Public walls have long served as a platform for impulsive and revolutionary art. No wonder that anti-authority movements — be it political rebels or social rebels like those serenading the hiphop movement took to graffiti art like ducks to water. Though graffiti is not really a new age phenomenon, as one might think. Graffiti have been discovered in Mayan sites, on ancient Scandinavian church walls, and in the ancient catacombs of Rome and at Pompeii, which incidentally includes a graffito caricature of a politician. And if you count prehistoric cave paintings, then the earliest graffiti dates back to 30,000 BC!

From coal to aerosol spray paint, graffiti has seen technology evolve. Graffiti now comes in digital tones, as in ‘Lining the Wall’, a collection of works that explores graffiti and the element of line in digital terms. Artists Harsha Biswajit, K Vinay Kumar and S Kalaiselvan have come together for this. The three of them have brought graffiti indoors — framed and mounted. But then, the idea was not to create graffiti as such, but to take inspiration from graffiti, stretching the boundaries of line and colour in the process. Aided by technology, this assumes a new dimension. Here you see elements of graffiti like lettering and stenciling, bold use of colour and stylisation, more than painstaking technique. “Absence or presence of any other form of ‘graffiti’ is purely incidental,” says Shalini Biswajit who has curated this show.

So now, these artists dip their fingers into Raster, Vector, Bitmap, Photoshop and Pixel Image Editor, along with oils, pastels and other traditional media. Some, like S Kalaiselvan have brought in one more novelty by way of printing these digital images on silver film, the effect of which is quite dashing. Obviously, there are as many media for art as there is technology.

Kaliaselvan’s works are about experiences — his, and of those whom he interacts with. He is one of those who now use digital technology as a preferred tool to express thoughts, though he does work with mixed media to enhance or fine-tune his works. Silver film thrills him.
“My search for the right medium to print the output ended with my discovery of silver film,” he says. “The transparency and versatility of the film is best suited to express the overlapping layers of thought process,” explains S Kalaiselvan.

Meanwhile, Harsha Biswajit revels in the use of colour and line to project his thoughts into space. Digital extrapolations of the human form does convey a sense of perspective much more succinctly than what is achieved by use of traditional brush strokes. The fact that he has set his works on a black background makes the works that much more dashing and non-conformist. His works are best experienced as a series, though individually too, they give strong messages on meditation, nirvana, etc.
“My current series is based on a personal quest for enlightenment. Tooling with the mind’s eye, unveiling and peeling the various layers of my inner self, the journey I wish to travel from transformation to rebirth to nirvana is an inspirational one,” Harsha states. He says he explores the world as a traveller who traverses along a well-laid path, leaving tags along the way as markers to personalise the landmarks and hurdles that he has overcome.

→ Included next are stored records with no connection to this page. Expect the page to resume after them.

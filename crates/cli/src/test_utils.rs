// SPDX-License-Identifier: MIT
// Copyright (c) 2026 Alfred Jean LLC

//! Shared unit test utilities.

#![allow(clippy::unwrap_used, clippy::expect_used, clippy::panic)]

use std::fs;

use tempfile::TempDir;

use crate::discovery::CONFIG_FILE_NAME;

/// Creates a temp directory holding a `globfilter.toml` with `config`.
pub fn temp_project_with_config(config: &str) -> TempDir {
    let dir = TempDir::new().unwrap();
    fs::write(dir.path().join(CONFIG_FILE_NAME), config).unwrap();
    dir
}
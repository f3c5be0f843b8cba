// SPDX-License-Identifier: MIT
// Copyright (c) 2026 Alfred Jean LLC

//! Test helpers for behavioral specifications.

#![allow(clippy::unwrap_used, clippy::expect_used, clippy::panic)]

pub use assert_cmd::prelude::*;
pub use predicates;
pub use predicates::prelude::PredicateBooleanExt;
use std::process::Command;
use tempfile::TempDir;

/// Returns a Command configured to run the globfilter binary
pub fn globfilter_cmd() -> Command {
    let mut cmd = Command::new(assert_cmd::cargo::cargo_bin!("globfilter"));
    cmd.env_remove("GLOBFILTER_CONFIG").env_remove("GLOBFILTER_LOG");
    cmd
}

/// Creates a temp directory with a `.git` marker and optional config content.
pub fn temp_project(config: Option<&str>) -> TempDir {
    let dir = TempDir::new().unwrap();
    std::fs::create_dir(dir.path().join(".git")).unwrap();
    if let Some(config) = config {
        std::fs::write(dir.path().join("globfilter.toml"), config).unwrap();
    }
    dir
}
//! The backend's resources.
//!
//! | resource            | body      | update | public        | status |
//! |---------------------|-----------|--------|---------------|--------|
//! | `agents`            | multipart | POST   |               |        |
//! | `careers`           | json      | PUT    |               |        |
//! | `offices`           | multipart | POST   | reads         |        |
//! | `properties`        | multipart | POST   | reads         | yes    |
//! | `testimonials`      | multipart | POST   | reads         |        |
//! | `videos`            | json      | PUT    | reads         |        |
//! | `appointments`      | json      | POST   | create        | yes    |
//! | `events`            | multipart | POST   | reads         |        |
//! | `meetings`          | json      | PUT    |               |        |
//! | `seminars`          | json      | PUT    |               |        |
//! | `closed-deals`      | multipart | POST   |               |        |
//! | `client-properties` | multipart | POST   | create        | yes    |
//! | `inquiries`         | json      | POST   | create        | yes    |
//! | `statistics`        | read-only |        |               |        |

mod agent;
mod content;
mod deals;
mod inquiry;
mod property;
mod schedule;
mod statistic;

pub use agent::{Agent, AgentDraft};
pub use content::{
    Career, CareerDraft, Event, EventDraft, Office, OfficeDraft, Testimonial, TestimonialDraft, Video,
    VideoDraft,
};
pub use deals::{ClosedDeal, ClosedDealDraft, Submission, SubmissionDraft};
pub use inquiry::{Inquiry, InquiryDraft};
pub use property::{Amenity, Property, PropertyDraft, PropertySearch};
pub use schedule::{Appointment, AppointmentDraft, Meeting, MeetingDraft, Seminar, SeminarDraft};
pub use statistic::Statistic;

use crate::store::Store;

/// Register a container for every resource.
pub fn register_all(store: Store) -> Store {
    store
        .register::<Agent>()
        .register::<Career>()
        .register::<Office>()
        .register::<Property>()
        .register::<Testimonial>()
        .register::<Video>()
        .register::<Appointment>()
        .register::<Event>()
        .register::<Meeting>()
        .register::<Seminar>()
        .register::<ClosedDeal>()
        .register::<Submission>()
        .register::<Inquiry>()
        .register::<Statistic>()
}
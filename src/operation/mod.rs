//! Operations and their outcomes.
//!
//! Each invocation of an operation produces exactly two outcomes: a
//! `Requested` when it is issued, then one terminal `Succeeded` or `Failed`.
//! Both are dispatched to the store, which routes them to the resource's
//! container and then to subscribers.

mod client;

pub use client::ResourceClient;

use std::fmt;

use crate::resource::Resource;

#[derive(Debug, Clone, Copy, PartialEq, Eq, Hash, PartialOrd, Ord)]
pub enum OperationKind {
    List,
    /// A list whose results are kept apart from `items`.
    Search,
    FetchOne,
    Create,
    Update,
    Delete,
}

impl OperationKind {
    pub fn as_str(&self) -> &'static str {
        match self {
            OperationKind::List => "list",
            OperationKind::Search => "search",
            OperationKind::FetchOne => "fetchOne",
            OperationKind::Create => "create",
            OperationKind::Update => "update",
            OperationKind::Delete => "delete",
        }
    }

    pub fn is_read(&self) -> bool {
        matches!(
            self,
            OperationKind::List | OperationKind::Search | OperationKind::FetchOne
        )
    }

    /// "Failed to create agent", "Failed to load agent list".
    pub fn failure_message(&self, label: &str) -> String {
        let label = label.to_lowercase();
        match self {
            OperationKind::List => format!("Failed to load {label} list"),
            OperationKind::Search => format!("Failed to search {label} list"),
            OperationKind::FetchOne => format!("Failed to load {label}"),
            OperationKind::Create => format!("Failed to create {label}"),
            OperationKind::Update => format!("Failed to update {label}"),
            OperationKind::Delete => format!("Failed to delete {label}"),
        }
    }

    /// "Agent created successfully", "Agent list loaded".
    pub fn success_message(&self, label: &str) -> String {
        match self {
            OperationKind::List => format!("{label} list loaded"),
            OperationKind::Search => format!("{label} search complete"),
            OperationKind::FetchOne => format!("{label} loaded"),
            OperationKind::Create => format!("{label} created successfully"),
            OperationKind::Update => format!("{label} updated successfully"),
            OperationKind::Delete => format!("{label} deleted successfully"),
        }
    }
}

impl fmt::Display for OperationKind {
    fn fmt(&self, f: &mut fmt::Formatter<'_>) -> fmt::Result {
        f.write_str(self.as_str())
    }
}

/// Identity of one operation invocation.
#[derive(Debug, Clone, PartialEq, Eq, Hash)]
pub struct OperationId {
    pub resource: &'static str,
    pub kind: OperationKind,
    /// Store-wide issue order; strictly increasing.
    pub seq: u64,
    /// Stringified key for fetch, update and delete; the query for
    /// filtered lists and searches.
    pub target: Option<String>,
}

impl fmt::Display for OperationId {
    fn fmt(&self, f: &mut fmt::Formatter<'_>) -> fmt::Result {
        write!(f, "{}.{}#{}", self.resource, self.kind, self.seq)?;
        if let Some(target) = &self.target {
            write!(f, "({target})")?;
        }
        Ok(())
    }
}

/// Data carried by a successful operation.
#[derive(Debug, Clone, PartialEq)]
pub enum Completion<R: Resource> {
    Listed(Vec<R>),
    /// List results kept apart from `items`, e.g. a property search.
    Searched(Vec<R>),
    Fetched(R),
    Created(R),
    Updated(R),
    /// The key that was deleted; the backend's body is not used.
    Deleted(R::Key),
}

impl<R: Resource> Completion<R> {
    pub fn kind(&self) -> OperationKind {
        match self {
            Completion::Listed(_) => OperationKind::List,
            Completion::Searched(_) => OperationKind::Search,
            Completion::Fetched(_) => OperationKind::FetchOne,
            Completion::Created(_) => OperationKind::Create,
            Completion::Updated(_) => OperationKind::Update,
            Completion::Deleted(_) => OperationKind::Delete,
        }
    }
}

#[derive(Debug, Clone, PartialEq)]
pub enum Outcome<R: Resource> {
    Requested {
        op: OperationId,
    },
    Succeeded {
        op: OperationId,
        completion: Completion<R>,
        /// Success text from the backend, if it sent one.
        message: Option<String>,
    },
    Failed {
        op: OperationId,
        message: String,
    },
}

impl<R: Resource> Outcome<R> {
    pub fn op(&self) -> &OperationId {
        match self {
            Outcome::Requested { op } | Outcome::Succeeded { op, .. } | Outcome::Failed { op, .. } => op,
        }
    }

    pub fn is_success(&self) -> bool {
        matches!(self, Outcome::Succeeded { .. })
    }

    pub fn completion(&self) -> Option<&Completion<R>> {
        match self {
            Outcome::Succeeded { completion, .. } => Some(completion),
            _ => None,
        }
    }

    pub fn error(&self) -> Option<&str> {
        match self {
            Outcome::Failed { message, .. } => Some(message),
            _ => None,
        }
    }
}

In startling contrast are soft-spoken K Vinay Kumar’s works. So subtle are the colours he has chosen that the lines in his works seem to become invisible at some point, even while graffiti type islands of collages stand out from these subtle backdrops. His works are virtual mindscapes. “At present I am preoccupied by the dominance of money, and the power it wields in this fast paced life. I perceive the world through this ‘lens’ that allows me to see everything in terms of currency, the value it brings along and its effect on people’s lives and situations,” he says.

Twentyfirst century urban life is electronic — gadgets, ATM cards and the like becoming more ubiquitous than thoughts or words. This, and the fact that everything is weighed in terms of money puts him off.  
All these three artists have cleverly taken graffiti to the current genre of favourite media — digital. When ancient potters scratched their pots’s surfaces to reveal the layer of pigment beneath, they didn’t realise that they were creating the forerunner of an art form that would be as colourful as it is controversial, and as reviled as it is revered. The potters’ scratches moved to walls and took shape as graffiti, and now, online social networking sites have adopted ‘the wall’ as a platform for bold expression, if not quite graffiti art. 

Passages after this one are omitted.